#### [ACTIVITY]
Using the entries that follow, please report how many lines contain the word "frames", with no other words.

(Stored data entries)
------------------------

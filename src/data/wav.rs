//! Minimal RIFF/WAVE reader for manifest audio
//!
//! Handles 16-bit PCM and 32-bit IEEE float data with any channel count;
//! multi-channel audio is mixed down to mono.

use std::path::Path;

use crate::error::{Error, Result};

const FORMAT_PCM: u16 = 1;
const FORMAT_IEEE_FLOAT: u16 = 3;

/// Decoded mono waveform
#[derive(Debug, Clone)]
pub struct WavData {
    pub sample_rate_hz: u32,
    pub channels: u16,
    pub samples: Vec<f32>,
}

impl WavData {
    /// Length in seconds at the file's sample rate
    pub fn duration_secs(&self) -> f64 {
        if self.sample_rate_hz == 0 {
            return 0.0;
        }
        self.samples.len() as f64 / f64::from(self.sample_rate_hz)
    }
}

#[derive(Debug, Default)]
struct FmtChunk {
    audio_format: u16,
    channels: u16,
    sample_rate_hz: u32,
    bits_per_sample: u16,
}

fn u16_at(buf: &[u8], at: usize) -> u16 {
    u16::from_le_bytes([buf[at], buf[at + 1]])
}

fn u32_at(buf: &[u8], at: usize) -> u32 {
    u32::from_le_bytes([buf[at], buf[at + 1], buf[at + 2], buf[at + 3]])
}

/// Decode WAV bytes into mono `f32` samples
pub fn decode_wav(bytes: &[u8]) -> Result<WavData> {
    if bytes.len() < 12 || &bytes[0..4] != b"RIFF" || &bytes[8..12] != b"WAVE" {
        return Err(Error::Audio("missing RIFF/WAVE header".into()));
    }

    let mut fmt: Option<FmtChunk> = None;
    let mut payload: Option<&[u8]> = None;

    let mut cursor = 12usize;
    while cursor + 8 <= bytes.len() {
        let id = &bytes[cursor..cursor + 4];
        let size = u32_at(bytes, cursor + 4) as usize;
        let start = cursor + 8;
        let end = start.saturating_add(size);
        if end > bytes.len() {
            return Err(Error::Audio(format!(
                "chunk {:?} overruns file ({end} > {})",
                String::from_utf8_lossy(id),
                bytes.len()
            )));
        }

        match id {
            b"fmt " if size >= 16 => {
                fmt = Some(FmtChunk {
                    audio_format: u16_at(bytes, start),
                    channels: u16_at(bytes, start + 2),
                    sample_rate_hz: u32_at(bytes, start + 4),
                    bits_per_sample: u16_at(bytes, start + 14),
                });
            }
            b"data" => payload = Some(&bytes[start..end]),
            _ => {}
        }

        // Chunks are word aligned
        cursor = end + (size & 1);
    }

    let fmt = fmt.ok_or_else(|| Error::Audio("missing fmt chunk".into()))?;
    let payload = payload.ok_or_else(|| Error::Audio("missing data chunk".into()))?;
    if fmt.channels == 0 {
        return Err(Error::Audio("zero channels".into()));
    }

    let decode: fn(&[u8]) -> f32 = match (fmt.audio_format, fmt.bits_per_sample) {
        (FORMAT_PCM, 16) => |b| f32::from(i16::from_le_bytes([b[0], b[1]])) / 32768.0,
        (FORMAT_IEEE_FLOAT, 32) => |b| f32::from_le_bytes([b[0], b[1], b[2], b[3]]),
        (format, bits) => {
            return Err(Error::Audio(format!(
                "unsupported encoding: format {format}, {bits} bits per sample"
            )))
        }
    };

    let sample_bytes = usize::from(fmt.bits_per_sample / 8);
    let frame_bytes = sample_bytes * usize::from(fmt.channels);
    let samples = payload
        .chunks_exact(frame_bytes)
        .map(|frame| {
            let sum: f32 = frame.chunks_exact(sample_bytes).map(decode).sum();
            sum / f32::from(fmt.channels)
        })
        .collect();

    Ok(WavData { sample_rate_hz: fmt.sample_rate_hz, channels: fmt.channels, samples })
}

/// Read and decode a WAV file
pub fn read_wav(path: impl AsRef<Path>) -> Result<WavData> {
    let path = path.as_ref();
    let bytes = std::fs::read(path)
        .map_err(|e| Error::Audio(format!("failed to read {}: {e}", path.display())))?;
    decode_wav(&bytes)
}

/// Encode mono samples as a 16-bit PCM WAV file
pub fn encode_wav_pcm16(samples: &[f32], sample_rate_hz: u32) -> Vec<u8> {
    let data_len = (samples.len() * 2) as u32;
    let mut out = Vec::with_capacity(44 + samples.len() * 2);
    out.extend_from_slice(b"RIFF");
    out.extend_from_slice(&(36 + data_len).to_le_bytes());
    out.extend_from_slice(b"WAVE");
    out.extend_from_slice(b"fmt ");
    out.extend_from_slice(&16u32.to_le_bytes());
    out.extend_from_slice(&FORMAT_PCM.to_le_bytes());
    out.extend_from_slice(&1u16.to_le_bytes());
    out.extend_from_slice(&sample_rate_hz.to_le_bytes());
    out.extend_from_slice(&(sample_rate_hz * 2).to_le_bytes());
    out.extend_from_slice(&2u16.to_le_bytes());
    out.extend_from_slice(&16u16.to_le_bytes());
    out.extend_from_slice(b"data");
    out.extend_from_slice(&data_len.to_le_bytes());
    for &s in samples {
        let q = (s.clamp(-1.0, 1.0) * 32767.0).round() as i16;
        out.extend_from_slice(&q.to_le_bytes());
    }
    out
}

#[cfg(test)]
mod tests {
    use super::*;

    fn float_stereo_wav(frames: &[(f32, f32)]) -> Vec<u8> {
        let data_len = (frames.len() * 8) as u32;
        let mut wav = Vec::new();
        wav.extend_from_slice(b"RIFF");
        wav.extend_from_slice(&(36 + data_len).to_le_bytes());
        wav.extend_from_slice(b"WAVE");
        wav.extend_from_slice(b"fmt ");
        wav.extend_from_slice(&16u32.to_le_bytes());
        wav.extend_from_slice(&FORMAT_IEEE_FLOAT.to_le_bytes());
        wav.extend_from_slice(&2u16.to_le_bytes());
        wav.extend_from_slice(&8000u32.to_le_bytes());
        wav.extend_from_slice(&(8000u32 * 8).to_le_bytes());
        wav.extend_from_slice(&8u16.to_le_bytes());
        wav.extend_from_slice(&32u16.to_le_bytes());
        wav.extend_from_slice(b"data");
        wav.extend_from_slice(&data_len.to_le_bytes());
        for (l, r) in frames {
            wav.extend_from_slice(&l.to_le_bytes());
            wav.extend_from_slice(&r.to_le_bytes());
        }
        wav
    }

    #[test]
    fn test_pcm16_roundtrip() {
        let samples = vec![0.0, 0.5, -0.5, 0.25];
        let wav = decode_wav(&encode_wav_pcm16(&samples, 16000)).unwrap();
        assert_eq!(wav.sample_rate_hz, 16000);
        assert_eq!(wav.channels, 1);
        assert_eq!(wav.samples.len(), 4);
        for (a, b) in wav.samples.iter().zip(&samples) {
            assert!((a - b).abs() < 1e-3);
        }
    }

    #[test]
    fn test_float_stereo_mixdown() {
        let wav = decode_wav(&float_stereo_wav(&[(1.0, 0.0), (0.5, -0.5)])).unwrap();
        assert_eq!(wav.samples, vec![0.5, 0.0]);
        assert!((wav.duration_secs() - 2.0 / 8000.0).abs() < 1e-12);
    }

    #[test]
    fn test_rejects_non_riff() {
        assert!(matches!(decode_wav(b"not a wav file at all"), Err(Error::Audio(_))));
    }

    #[test]
    fn test_rejects_unsupported_depth() {
        let mut wav = encode_wav_pcm16(&[0.0; 4], 16000);
        // bits_per_sample lives at byte 34
        wav[34..36].copy_from_slice(&24u16.to_le_bytes());
        assert!(decode_wav(&wav).is_err());
    }

    #[test]
    fn test_read_wav_file() {
        let dir = tempfile::tempdir().unwrap();
        let path = dir.path().join("a.wav");
        std::fs::write(&path, encode_wav_pcm16(&[0.1; 160], 16000)).unwrap();
        let wav = read_wav(&path).unwrap();
        assert_eq!(wav.samples.len(), 160);
        assert!((wav.duration_secs() - 0.01).abs() < 1e-9);
    }
}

------------------------

#### [ANSWER SPACE]
3